* **Task to carry out**
Only the lines from the beginning of the data below through the line that contains "use urlencoding::encode;" should be repeated, exactly as written.

* **Task data**
Segment Open

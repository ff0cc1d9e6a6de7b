//! Search request construction for the Gelbooru `dapi` post index.
//!
//! The wire form of the tag list is `rating:<name>+tag1+tag2...`, where each user tag is
//! lower-cased and has its internal whitespace mapped to underscores.
use log::debug;
use urlencoding::encode;

use crate::{config::ApiCredentials, join_tags, Rating};

#[derive(Debug, Clone, PartialEq, Eq)]
pub struct SearchRequest {
    /// Already normalized tags, in the order they were given.
    pub tags: Vec<String>,
    pub rating: Rating,
    pub page_size: Option<u16>,
    pub page_index: Option<u32>,
    pub post_id: Option<u64>,
}

/// Lower-cases a tag and joins its words with `_`.
///
/// ```
/// use downbooru::imageboards::gelbooru::query::normalize_tag;
///
/// assert_eq!(normalize_tag("Deep Rock Galactic"), "deep_rock_galactic");
/// ```
pub fn normalize_tag(tag: &str) -> String {
    tag.to_lowercase()
        .split_whitespace()
        .collect::<Vec<_>>()
        .join("_")
}

impl SearchRequest {
    pub fn new<S: AsRef<str>>(tags: &[S], rating: Rating) -> Self {
        Self {
            tags: tags
                .iter()
                .map(|t| normalize_tag(t.as_ref()))
                .filter(|t| !t.is_empty())
                .collect(),
            rating,
            page_size: None,
            page_index: None,
            post_id: None,
        }
    }

    #[must_use]
    pub fn page_size(mut self, size: u16) -> Self {
        self.page_size = Some(size);
        self
    }

    #[must_use]
    pub fn page(mut self, index: u32) -> Self {
        self.page_index = Some(index);
        self
    }

    /// Narrows the request to a single post. Pagination is ignored once this is set.
    #[must_use]
    pub fn post_id(mut self, id: u64) -> Self {
        self.post_id = Some(id);
        self
    }

    /// Renders the `tags` parameter value, or `None` when there are no tags to search.
    pub fn tag_string(&self) -> Option<String> {
        self.render_tags(|t| t.to_string())
    }

    /// Same as [`tag_string`](Self::tag_string), with every tag percent-encoded so it can go
    /// straight into a query string. The `+` separators stay literal.
    pub fn encoded_tag_string(&self) -> Option<String> {
        self.render_tags(|t| encode(t).into_owned())
    }

    fn render_tags(&self, render: impl Fn(&str) -> String) -> Option<String> {
        if self.tags.is_empty() {
            return None;
        }

        let mut terms = Vec::with_capacity(self.tags.len() + 1);
        terms.push(format!("rating:{}", self.rating.as_str()));
        terms.extend(self.tags.iter().map(|t| render(t)));

        Some(join_tags!(terms))
    }

    /// Builds the full request URL on top of `base`, which must already carry its own query string.
    pub fn to_url(&self, base: &str, credentials: Option<&ApiCredentials>) -> String {
        let mut url = String::from(base);

        if self.post_id.is_none() {
            if let Some(limit) = self.page_size {
                url.push_str(&format!("&limit={}", limit));
            }
            if let Some(page) = self.page_index {
                url.push_str(&format!("&pid={}", page));
            }
        }

        if let Some(tags) = self.encoded_tag_string() {
            url.push_str(&format!("&tags={}", tags));
        }

        if let Some(id) = self.post_id {
            url.push_str(&format!("&id={}", id));
        }

        url.push_str("&json=1");

        if let Some(creds) = credentials {
            url.push_str(&format!(
                "&api_key={}&user_id={}",
                encode(&creds.api_key),
                encode(&creds.user_id)
            ));
        }

        debug!("Query URL: {}", url);
        url
    }
}

#[cfg(test)]
mod tests {
    use super::*;

    const BASE: &str = "https://gelbooru.com/index.php?page=dapi&s=post&q=index";

    #[test]
    fn multi_word_tags_are_normalized() {
        let req = SearchRequest::new(&["Deep Rock Galactic"], Rating::from_level(2));
        assert_eq!(
            req.tag_string().as_deref(),
            Some("rating:sensitive+deep_rock_galactic")
        );
    }

    #[test]
    fn tags_keep_order_and_join_with_plus() {
        let req = SearchRequest::new(&["Blue Sky", "cloud", "-furry"], Rating::General);
        assert_eq!(
            req.tag_string().as_deref(),
            Some("rating:general+blue_sky+cloud+-furry")
        );
    }

    #[test]
    fn whitespace_runs_collapse() {
        assert_eq!(normalize_tag("  Long   Hair "), "long_hair");
        assert_eq!(normalize_tag("   "), "");
    }

    #[test]
    fn unset_pagination_is_not_serialized() {
        let url = SearchRequest::new(&["cat"], Rating::Explicit).to_url(BASE, None);
        assert_eq!(url, format!("{BASE}&tags=rating:explicit+cat&json=1"));
        assert!(!url.contains("limit="));
        assert!(!url.contains("pid="));
    }

    #[test]
    fn pagination_is_serialized_when_set() {
        let url = SearchRequest::new(&["cat"], Rating::Questionable)
            .page_size(1000)
            .page(3)
            .to_url(BASE, None);
        assert_eq!(
            url,
            format!("{BASE}&limit=1000&pid=3&tags=rating:questionable+cat&json=1")
        );
    }

    #[test]
    fn post_id_overrides_pagination() {
        let url = SearchRequest::new::<&str>(&[], Rating::General)
            .page_size(1000)
            .page(2)
            .post_id(9001)
            .to_url(BASE, None);
        assert_eq!(url, format!("{BASE}&id=9001&json=1"));
    }

    #[test]
    fn reserved_characters_in_tags_are_encoded() {
        let req = SearchRequest::new(&["rock&roll", "c++", "100%", "#1"], Rating::General);
        assert_eq!(
            req.tag_string().as_deref(),
            Some("rating:general+rock&roll+c+++100%+#1")
        );

        let url = req.to_url(BASE, None);
        assert_eq!(
            url,
            format!("{BASE}&tags=rating:general+rock%26roll+c%2B%2B+100%25+%231&json=1")
        );
    }

    #[test]
    fn credentials_are_appended() {
        let creds = ApiCredentials {
            api_key: "key".into(),
            user_id: "123".into(),
        };
        let url = SearchRequest::new(&["cat"], Rating::General).to_url(BASE, Some(&creds));
        assert!(url.ends_with("&json=1&api_key=key&user_id=123"));
    }
}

Segment Closed

* **Exercise answer**
repository ff0cc1d9e6a6de7b
//! Search request construction for the Gelbooru `dapi` post index.
//!
//! The wire form of the tag list is `rating:<name>+tag1+tag2...`, where each user tag is
//! lower-cased and has its internal whitespace mapped to underscores.
use log::debug;
use urlencoding::encode;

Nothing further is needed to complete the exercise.